The primary driver is work. It isn’t authentic to give support and advice which is not grounded in experience. My new role includes developing a framework for the digital capabilities which underpin effective online pedagogies and practice. The impact of the internet on higher education is felt in many different ways. Using David White’s typology I’m an internet resident while many academics are more visitors yet expectations of digital engagement in HE learning and teaching are increasing. Digital graduate attributes have become as relevant as subject expertise and the shifts to blended and flexible ways of working should be empowering students. Digital extensions to traditional lectures and seminars are often excluded for a number of reasons. One of these is the mistaken belief that all students are digital natives so know it all anyway. Prensky’s digital natives/immigrants duality remains surprisingly sticky. Students might appear comfortable with mobile devices, engaging with social media for a range of reasons (including orchestrating disruption in lectures and cyber bullying peers and staff) but most have poor search skills and struggle to differentiate between knowledge, information and personal maybe biased opinion. If their lecturers and tutors are not digitally engaged then students lose opportunities to develop their own digital attributes. It’s 2015. The first VLEs were embedded after the Dearing Report in 1997. We all live in an increasingly digital society, yet everyday I meet staff who don’t like computers, don’t use social media and have little experience with ways in which technology might enhance student learning, These are some of the reasons TEL needs to incorporate TET. Technology Enhanced Teaching. TELT. Technology Enhanced Learning and Teaching anyone?
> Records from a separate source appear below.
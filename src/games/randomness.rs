//! Randomness sources for dice rolls
//!
//! The settlement engine only sees the `RandomnessSource` trait. A source must
//! always return an in-range face; the engine never retries or discards a draw.
//!
//! Operational caveat: whoever holds the VRF key can evaluate outcomes before
//! they are published. Game ids are sequential and the VRF input is fixed by
//! the bet, so outcomes cannot be ground, but a deployment that must be safe
//! against the operator needs a commit-reveal or external VRF source here.

use crate::config::{RandomnessConfig, RandomnessMode};
use crate::errors::ConfigurationError;
use crate::games::types::{AccountId, Amount, DieFace, VRFBundle};
use crate::games::vrf_engine::VRFGameEngine;
use rand::Rng;
use std::sync::atomic::{AtomicUsize, Ordering};
use std::sync::Arc;

/// Everything a source may bind a roll to
#[derive(Debug, Clone, Copy)]
pub struct DrawRequest<'a> {
    pub game_id: u64,
    pub player: &'a AccountId,
    pub chosen_number: DieFace,
    pub stake: Amount,
}

impl DrawRequest<'_> {
    /// Deterministic VRF input for this bet
    pub fn input_message(&self) -> String {
        format!(
            "dice:{}:{}:{}:{}",
            self.game_id, self.player, self.chosen_number, self.stake
        )
    }
}

/// A single draw and its proof, if the source can produce one
#[derive(Debug, Clone)]
pub struct Draw {
    pub face: DieFace,
    pub vrf: Option<VRFBundle>,
}

/// Produces one die face per settlement
pub trait RandomnessSource: Send + Sync {
    fn draw(&self, request: &DrawRequest<'_>) -> Draw;

    /// Short name for logs and status output
    fn kind(&self) -> &'static str;

    /// Hex public key when draws are publicly verifiable
    fn vrf_public_key(&self) -> Option<String> {
        None
    }
}

impl RandomnessSource for VRFGameEngine {
    fn draw(&self, request: &DrawRequest<'_>) -> Draw {
        let (face, bundle) = self.generate_roll(request.input_message());
        Draw {
            face,
            vrf: Some(bundle),
        }
    }

    fn kind(&self) -> &'static str {
        "vrf"
    }

    fn vrf_public_key(&self) -> Option<String> {
        Some(self.public_key_hex())
    }
}

/// Operating-system entropy, uniform over 1..=6
#[derive(Debug, Default, Clone, Copy)]
pub struct OsDiceSource;

impl RandomnessSource for OsDiceSource {
    fn draw(&self, _request: &DrawRequest<'_>) -> Draw {
        let entropy: u64 = rand::rngs::OsRng.gen();
        Draw {
            face: DieFace::from_entropy(entropy),
            vrf: None,
        }
    }

    fn kind(&self) -> &'static str {
        "os"
    }
}

/// Replays a fixed sequence of faces, wrapping around at the end
#[derive(Debug)]
pub struct ScriptedDiceSource {
    rolls: Vec<DieFace>,
    cursor: AtomicUsize,
}

impl ScriptedDiceSource {
    pub fn new(rolls: Vec<DieFace>) -> Result<Self, ConfigurationError> {
        if rolls.is_empty() {
            return Err(ConfigurationError::MissingRequired(
                "randomness.scripted_rolls".to_string(),
            ));
        }
        Ok(Self {
            rolls,
            cursor: AtomicUsize::new(0),
        })
    }

    /// Always rolls `face`
    pub fn repeating(face: DieFace) -> Self {
        Self {
            rolls: vec![face],
            cursor: AtomicUsize::new(0),
        }
    }

    /// Parse raw numbers, rejecting anything outside 1..=6
    pub fn from_numbers(numbers: &[u8]) -> Result<Self, ConfigurationError> {
        let rolls = numbers
            .iter()
            .map(|&n| {
                DieFace::new(n).map_err(|e| ConfigurationError::InvalidValue {
                    field: "randomness.scripted_rolls".to_string(),
                    value: n.to_string(),
                    reason: e.to_string(),
                })
            })
            .collect::<Result<Vec<_>, _>>()?;
        Self::new(rolls)
    }
}

impl RandomnessSource for ScriptedDiceSource {
    fn draw(&self, _request: &DrawRequest<'_>) -> Draw {
        let index = self.cursor.fetch_add(1, Ordering::SeqCst) % self.rolls.len();
        Draw {
            face: self.rolls[index],
            vrf: None,
        }
    }

    fn kind(&self) -> &'static str {
        "scripted"
    }
}

/// Build the source selected in configuration
pub fn build_randomness(
    config: &RandomnessConfig,
) -> Result<Arc<dyn RandomnessSource>, ConfigurationError> {
    let source: Arc<dyn RandomnessSource> = match config.mode {
        RandomnessMode::Vrf => match config.vrf_seed.as_deref() {
            Some(seed) => Arc::new(VRFGameEngine::from_seed_hex(seed)?),
            None => {
                tracing::warn!("No VRF seed configured; generating an ephemeral VRF key");
                Arc::new(VRFGameEngine::new_random())
            }
        },
        RandomnessMode::Os => Arc::new(OsDiceSource),
        RandomnessMode::Scripted => Arc::new(ScriptedDiceSource::from_numbers(&config.scripted_rolls)?),
    };
    Ok(source)
}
I’m exploring getting back to basics, discovering what digital beginnings might look like. I’m looking at the literature around threshold concepts, knowing how for many even the word ‘digital’ represents liminal space and troublesome knowledge. TEL support is often too near the middle, neglecting the edges of digital frameworks and competencies lists. Without persuasion which is both meaningful and personal, digital engagement will always be minimal and on a ‘needs must’ basis. The pace of change is slower than digital innovators and enthusiasts might like to believe.  In the decades since the Dearing Report, the primary change is compliance with strategy e.g. module handbooks on the VLE, making announcements and setting up online submission, marking and feedback. This is not the same as the collaborative, inquiry led, multimedia learning activities VLE have the capacity for. Oneconsequence of digital indifference is divides continue to widen and deepen between early adopters and the majority continuing with traditional delivery modes of lectures, seminars and assessment.
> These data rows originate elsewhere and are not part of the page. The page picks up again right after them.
//! Game parameter store and payout arithmetic

use crate::errors::{GameError, GameResult};
use crate::games::types::{Amount, DieFace, GameParameters};

/// Basis points in 100%
pub const BPS_DENOMINATOR: u128 = 10_000;

/// Gross multiplier on a matching roll, before the house edge
pub const PAYOUT_MULTIPLIER: u128 = DieFace::SIDES as u128;

impl GameParameters {
    /// min 0.01, max 1, edge 5%
    pub const fn standard() -> Self {
        Self {
            min_bet: Amount::from_planck(10_000_000_000),
            max_bet: Amount::from_units(1),
            house_edge_bps: 500,
        }
    }

    /// Check every invariant the store maintains
    pub fn validate(&self) -> GameResult<()> {
        if self.min_bet.is_zero() || self.max_bet.is_zero() {
            return Err(GameError::InvalidParameters(
                "bet limits must be greater than zero".to_string(),
            ));
        }
        if self.min_bet > self.max_bet {
            return Err(GameError::InvalidParameters(format!(
                "min bet {} exceeds max bet {}",
                self.min_bet, self.max_bet
            )));
        }
        if u128::from(self.house_edge_bps) > BPS_DENOMINATOR {
            return Err(GameError::InvalidParameters(format!(
                "house edge {} bps exceeds 10000",
                self.house_edge_bps
            )));
        }
        if self
            .max_bet
            .planck()
            .checked_mul(PAYOUT_MULTIPLIER * BPS_DENOMINATOR)
            .is_none()
        {
            return Err(GameError::InvalidParameters(format!(
                "max bet {} overflows payout arithmetic",
                self.max_bet
            )));
        }
        Ok(())
    }

    /// Checks `min_bet <= stake <= max_bet`
    pub fn check_stake(&self, stake: Amount) -> GameResult<()> {
        if stake < self.min_bet {
            return Err(GameError::BetTooLow {
                stake,
                min_bet: self.min_bet,
            });
        }
        if stake > self.max_bet {
            return Err(GameError::BetTooHigh {
                stake,
                max_bet: self.max_bet,
            });
        }
        Ok(())
    }

    /// Payout for a matching roll: `stake * 6 * (10000 - edge) / 10000`, truncated
    pub fn winning_payout(&self, stake: Amount) -> GameResult<Amount> {
        let keep = BPS_DENOMINATOR
            .checked_sub(u128::from(self.house_edge_bps))
            .ok_or(GameError::AmountOverflow)?;
        stake
            .planck()
            .checked_mul(PAYOUT_MULTIPLIER)
            .and_then(|gross| gross.checked_mul(keep))
            .map(|scaled| Amount::from_planck(scaled / BPS_DENOMINATOR))
            .ok_or(GameError::AmountOverflow)
    }
}

impl Default for GameParameters {
    fn default() -> Self {
        Self::standard()
    }
}

/// Holds the current parameter triple; replaced whole or not at all
#[derive(Debug, Clone)]
pub struct ParameterStore {
    current: GameParameters,
}

impl ParameterStore {
    pub fn new(initial: GameParameters) -> GameResult<Self> {
        initial.validate()?;
        Ok(Self { current: initial })
    }

    pub fn get(&self) -> GameParameters {
        self.current
    }

    /// Validate, then replace. Callers gate this behind the operator check.
    pub fn update(&mut self, new: GameParameters) -> GameResult<()> {
        new.validate()?;
        self.current = new;
        Ok(())
    }
}

#[cfg(test)]
mod tests {
    use super::*;

    fn amount(s: &str) -> Amount {
        s.parse().unwrap()
    }

    fn params(min: &str, max: &str, edge: u16) -> GameParameters {
        GameParameters {
            min_bet: amount(min),
            max_bet: amount(max),
            house_edge_bps: edge,
        }
    }

    #[test]
    fn test_standard_parameters() {
        let p = GameParameters::standard();
        assert_eq!(p, params("0.01", "1", 500));
        assert!(p.validate().is_ok());
    }

    #[test]
    fn test_winning_payout() {
        let p = GameParameters::standard();
        assert_eq!(p.winning_payout(amount("0.05")).unwrap(), amount("0.285"));
        assert_eq!(p.winning_payout(amount("1")).unwrap(), amount("5.7"));

        assert_eq!(params("0.01", "1", 0).winning_payout(amount("0.05")).unwrap(), amount("0.3"));
        assert_eq!(params("0.01", "1", 10_000).winning_payout(amount("0.05")).unwrap(), Amount::ZERO);
    }

    #[test]
    fn test_winning_payout_truncates() {
        // 7 * 6 * 9500 / 10000 = 39.9
        let p = params("0.000000000001", "1", 500);
        assert_eq!(p.winning_payout(Amount::from_planck(7)).unwrap(), Amount::from_planck(39));
    }

    #[test]
    fn test_stake_bounds() {
        let p = GameParameters::standard();
        assert!(p.check_stake(amount("0.01")).is_ok());
        assert!(p.check_stake(amount("1")).is_ok());
        assert!(matches!(p.check_stake(amount("0.009")), Err(GameError::BetTooLow { .. })));
        assert!(matches!(p.check_stake(amount("1.000000000001")), Err(GameError::BetTooHigh { .. })));
    }

    #[test]
    fn test_invalid_parameters_rejected() {
        let cases = [
            params("2", "1", 500),
            params("0.01", "1", 10_001),
            params("0", "1", 500),
            GameParameters {
                min_bet: Amount::from_planck(1),
                max_bet: Amount::from_planck(u128::MAX / 1_000),
                house_edge_bps: 500,
            },
        ];
        for p in cases {
            assert!(matches!(p.validate(), Err(GameError::InvalidParameters(_))), "{p:?}");
        }
        assert!(params("1", "1", 10_000).validate().is_ok());
    }

    #[test]
    fn test_store_update_is_all_or_nothing() {
        let mut store = ParameterStore::new(GameParameters::standard()).unwrap();
        assert!(store.update(params("3", "2", 600)).is_err());
        assert_eq!(store.get(), GameParameters::standard());

        store.update(params("0.02", "2", 600)).unwrap();
        assert_eq!(store.get(), params("0.02", "2", 600));
    }
}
The dichotomous spaces between academics and digital education developers/TEL Teams remains unresolved. It is in this space you can find blogging and other forms of social media. This offers opportunities to reach out across the sector; to ask questions, share answers, swap ideas and give feedback, all with others who are digitally engaged and working with similar issues. Blogs can be reminders you are not on your own which can only be good. A blog is also an instant demonstration of the value of technology; a real-world example of how online text, image and multimedia can appear which is useful in meetings and teaching sessions. The downside is how everything designed to increase adoption nearly always excludes those it aims to reach; the digitally shy and resistant. By definition they are unlikely to attend digitally themed conferences, apply for digital education funding or read the technology journals – and not even know about this tiny corner of the internet with my name on it.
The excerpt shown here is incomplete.